The Stel Salaried Pensioners Organization wishes to thank The Hamilton Spectator for permission to post the following article by Reporter Naomi Powell published in the July 13, 2005 edition
By Naomi Powell
The Hamilton Spectator
(Jul 13, 2005)
Details of Stelco's long-awaited plan
to haul itself out of bankruptcy protection will be released to skeptical
stakeholders Friday.
And the steel giant, which has operated
under creditor protection for 17 months, wants another two months to complete
the plan. "Between now and then we will develop a formal plan for
submission to the court," Stelco CEO Courtney Pratt said yesterday.
The company appears in court July 18 --
the day its current protection expires -- and will ask Justice James Farley to
extend protection to Sept. 9. It will be the eighth extension the company has
requested since granted protection in January 2004.
A similar extension request made by the
company late last month was vigorously opposed by the company's union,
pensioners and salaried workers and turned down by Farley.
"My own personal fear is that this
will drag on forever," said Bill Ferguson, president of the United
Steelworkers' local representing Stelco's Lake Erie employees. "All the
stakeholders have been very patient."
If the extension is granted, Pratt said
Stelco will appear in court Sept. 9 to file a formal restructuring plan and to
seek another extension of its protection.

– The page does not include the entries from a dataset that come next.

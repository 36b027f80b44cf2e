//! The canonical, engine-agnostic search query.

use std::collections::BTreeMap;

use serde::{Deserialize, Serialize};
use serde_json::Value;

use crate::field_query::FilterOperator;

/// A single `{field, operator, value}` constraint within a [`Query`].
#[derive(Debug, Clone, PartialEq, Serialize, Deserialize)]
pub struct FilterClause {
    /// Backend field name (already mapped from the request's vocabulary).
    pub field: String,
    pub value: FilterValue,
    pub operator: FilterOperator,
}

/// The value carried by a filter clause.
///
/// `Absent` is only legal with the value-less operators (`ex`/`nex`).
#[derive(Debug, Clone, PartialEq, Serialize, Deserialize)]
#[serde(untagged)]
pub enum FilterValue {
    Absent,
    Bool(bool),
    Integer(u64),
    Text(String),
    Integers(Vec<u64>),
    Texts(Vec<String>),
}

/// Facet configuration copied from the stored search configuration.
#[derive(Debug, Clone, Default, PartialEq, Serialize, Deserialize)]
pub struct FacetSpec {
    /// Requested facet fields, in declared order.
    #[serde(default, skip_serializing_if = "Vec::is_empty")]
    pub fields: Vec<String>,
    #[serde(default, skip_serializing_if = "Option::is_none")]
    pub limit: Option<u64>,
    #[serde(default, skip_serializing_if = "Option::is_none")]
    pub order: Option<String>,
    #[serde(default, skip_serializing_if = "Vec::is_empty")]
    pub languages: Vec<String>,
}

/// Normalized search request handed to a [`Querier`](crate::querier::Querier).
///
/// Built exclusively by a form adapter, augmented by the orchestrator, and
/// never mutated by a backend. Setters chain and overwrite on repeat calls;
/// pagination is clamped so `page` and `per_page` are always at least 1.
/// The serde form is total and lossless, so a query can be round-tripped
/// through logs and error messages.
#[derive(Debug, Clone, PartialEq, Serialize, Deserialize)]
pub struct Query {
    /// Free-text search term.
    #[serde(default, skip_serializing_if = "Option::is_none")]
    pub term: Option<String>,
    /// Site scope, when searching within one site.
    #[serde(default, skip_serializing_if = "Option::is_none")]
    pub site_id: Option<u64>,
    /// Resource types to search, in request order. Empty means engine default.
    #[serde(default, skip_serializing_if = "Vec::is_empty")]
    pub resources: Vec<String>,
    /// Visibility tri-state: `None` leaves the backend default (public only),
    /// `Some(false)` includes private content.
    #[serde(default, skip_serializing_if = "Option::is_none")]
    pub is_public: Option<bool>,
    /// Filter clauses, all implicitly conjoined.
    #[serde(default, skip_serializing_if = "Vec::is_empty")]
    pub filters: Vec<FilterClause>,
    #[serde(default, skip_serializing_if = "Option::is_none")]
    pub sort: Option<String>,
    pub page: u64,
    pub per_page: u64,
    #[serde(default)]
    pub facets: FacetSpec,
    /// Active facet selections: facet field -> selected values.
    #[serde(default, skip_serializing_if = "BTreeMap::is_empty")]
    pub active_facets: BTreeMap<String, Vec<String>>,
    /// Free-form adapter/backend toggles ("remove_diacritics", ...).
    #[serde(default, skip_serializing_if = "BTreeMap::is_empty")]
    pub options: BTreeMap<String, Value>,
    /// Alias name -> canonical field name, resolved before dispatch.
    #[serde(default, skip_serializing_if = "BTreeMap::is_empty")]
    pub aliases: BTreeMap<String, String>,
}

impl Default for Query {
    fn default() -> Self {
        Self {
            term: None,
            site_id: None,
            resources: Vec::new(),
            is_public: None,
            filters: Vec::new(),
            sort: None,
            page: 1,
            per_page: 1,
            facets: FacetSpec::default(),
            active_facets: BTreeMap::new(),
            options: BTreeMap::new(),
            aliases: BTreeMap::new(),
        }
    }
}

impl Query {
    pub fn new() -> Self {
        Self::default()
    }

    pub fn set_term<S: Into<String>>(&mut self, term: S) -> &mut Self {
        self.term = Some(term.into());
        self
    }

    /// Set the site scope. Zero is not a valid site id and is ignored.
    pub fn set_site_id(&mut self, site_id: u64) -> &mut Self {
        if site_id > 0 {
            self.site_id = Some(site_id);
        }
        self
    }

    /// Set the resource-type filter. An empty list clears it back to the
    /// engine default rather than storing an unsatisfiable constraint.
    pub fn set_resources(&mut self, resources: Vec<String>) -> &mut Self {
        self.resources = resources;
        self
    }

    pub fn set_is_public(&mut self, is_public: bool) -> &mut Self {
        self.is_public = Some(is_public);
        self
    }

    pub fn add_filter(&mut self, field: impl Into<String>, value: FilterValue, operator: FilterOperator) -> &mut Self {
        self.filters.push(FilterClause {
            field: field.into(),
            value,
            operator,
        });
        self
    }

    pub fn set_sort<S: Into<String>>(&mut self, sort: S) -> &mut Self {
        self.sort = Some(sort.into());
        self
    }

    /// Set pagination, clamping both values to at least 1.
    pub fn set_limit_page(&mut self, page: u64, per_page: u64) -> &mut Self {
        self.page = page.max(1);
        self.per_page = per_page.max(1);
        self
    }

    /// Append facet fields, keeping declared order and dropping duplicates.
    pub fn add_facet_fields<I, S>(&mut self, fields: I) -> &mut Self
    where
        I: IntoIterator<Item = S>,
        S: Into<String>,
    {
        for field in fields {
            let field = field.into();
            if !self.facets.fields.contains(&field) {
                self.facets.fields.push(field);
            }
        }
        self
    }

    pub fn set_facet_limit(&mut self, limit: u64) -> &mut Self {
        self.facets.limit = Some(limit);
        self
    }

    pub fn set_facet_order<S: Into<String>>(&mut self, order: S) -> &mut Self {
        self.facets.order = Some(order.into());
        self
    }

    pub fn set_facet_languages(&mut self, languages: Vec<String>) -> &mut Self {
        self.facets.languages = languages;
        self
    }

    pub fn add_active_facet(&mut self, name: impl Into<String>, value: impl Into<String>) -> &mut Self {
        self.active_facets.entry(name.into()).or_default().push(value.into());
        self
    }

    pub fn set_option(&mut self, name: impl Into<String>, value: Value) -> &mut Self {
        self.options.insert(name.into(), value);
        self
    }

    pub fn set_aliases(&mut self, aliases: BTreeMap<String, String>) -> &mut Self {
        self.aliases = aliases;
        self
    }
}

#[cfg(test)]
mod tests {
    use super::*;

    #[test]
    fn setters_chain_and_overwrite() {
        let mut query = Query::new();
        query
            .set_term("tree")
            .set_term("oak")
            .set_site_id(2)
            .set_sort("title asc");
        assert_eq!(query.term.as_deref(), Some("oak"));
        assert_eq!(query.site_id, Some(2));
        assert_eq!(query.sort.as_deref(), Some("title asc"));
    }

    #[test]
    fn pagination_clamps_to_one() {
        let mut query = Query::new();
        query.set_limit_page(0, 0);
        assert_eq!((query.page, query.per_page), (1, 1));
        query.set_limit_page(3, 50);
        assert_eq!((query.page, query.per_page), (3, 50));
    }

    #[test]
    fn zero_site_id_is_ignored() {
        let mut query = Query::new();
        query.set_site_id(0);
        assert_eq!(query.site_id, None);
    }

    #[test]
    fn facet_fields_keep_order_and_dedupe() {
        let mut query = Query::new();
        query.add_facet_fields(["author", "subject"]);
        query.add_facet_fields(["subject", "date"]);
        assert_eq!(query.facets.fields, vec!["author", "subject", "date"]);
    }

    #[test]
    fn active_facets_accumulate_values() {
        let mut query = Query::new();
        query.add_active_facet("author", "a").add_active_facet("author", "b");
        assert_eq!(query.active_facets["author"], vec!["a", "b"]);
    }

    #[test]
    fn json_round_trip_is_lossless() {
        let mut query = Query::new();
        query
            .set_term("tree")
            .set_is_public(false)
            .set_resources(vec!["items".into()])
            .add_filter("title_field", FilterValue::Text("Oak".into()), FilterOperator::Eq)
            .add_filter("dates", FilterValue::Absent, FilterOperator::Nex)
            .set_limit_page(2, 25)
            .add_facet_fields(["author"])
            .add_active_facet("author", "Someone")
            .set_option("remove_diacritics", serde_json::Value::Bool(true));
        let encoded = serde_json::to_string(&query).unwrap();
        let decoded: Query = serde_json::from_str(&encoded).unwrap();
        assert_eq!(decoded, query);
    }
}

It will also ask for a meeting order,
which would approve procedures for a stakeholder vote on the plan.
Union leaders have already said
Friday's plan will have to match an offer from Brascan-backed Tricap
Management.
That offer, which received the support
of the Ontario government last week, would invest $500 million in the company's
massive $1.5 billion pension deficit, investing an additional $80 million
annually.
"I haven't seen (the company's)
plan and all I can hope is it's equal to or better than the Brascan deal,"
said Ferguson. "I want to get on with this."
Pratt would not reveal the details of
the plan except to say that it was different from a preliminary confidential
plan the company circulated before mediated talks began.
Key elements of that plan included
raising $150 million in new equity, issuing $250 million in eight-year bonds
and selling subsidiaries for about $175 million. All stakeholders were ordered
to use the preliminary plan as a starting point for the talks which collapsed
late last month after mediator George Adams walked away, saying he could not
achieve a consensus.
Pratt said the company has learned a
great deal more about its stakeholders' positions since then and has considered
that.
"It's pretty predictable that
there will be some things they like and some things they don't like given how
divergent everybody's views are," said Pratt.
"What we hope is when we ask them
if this is something viable and achievable, they will say yes."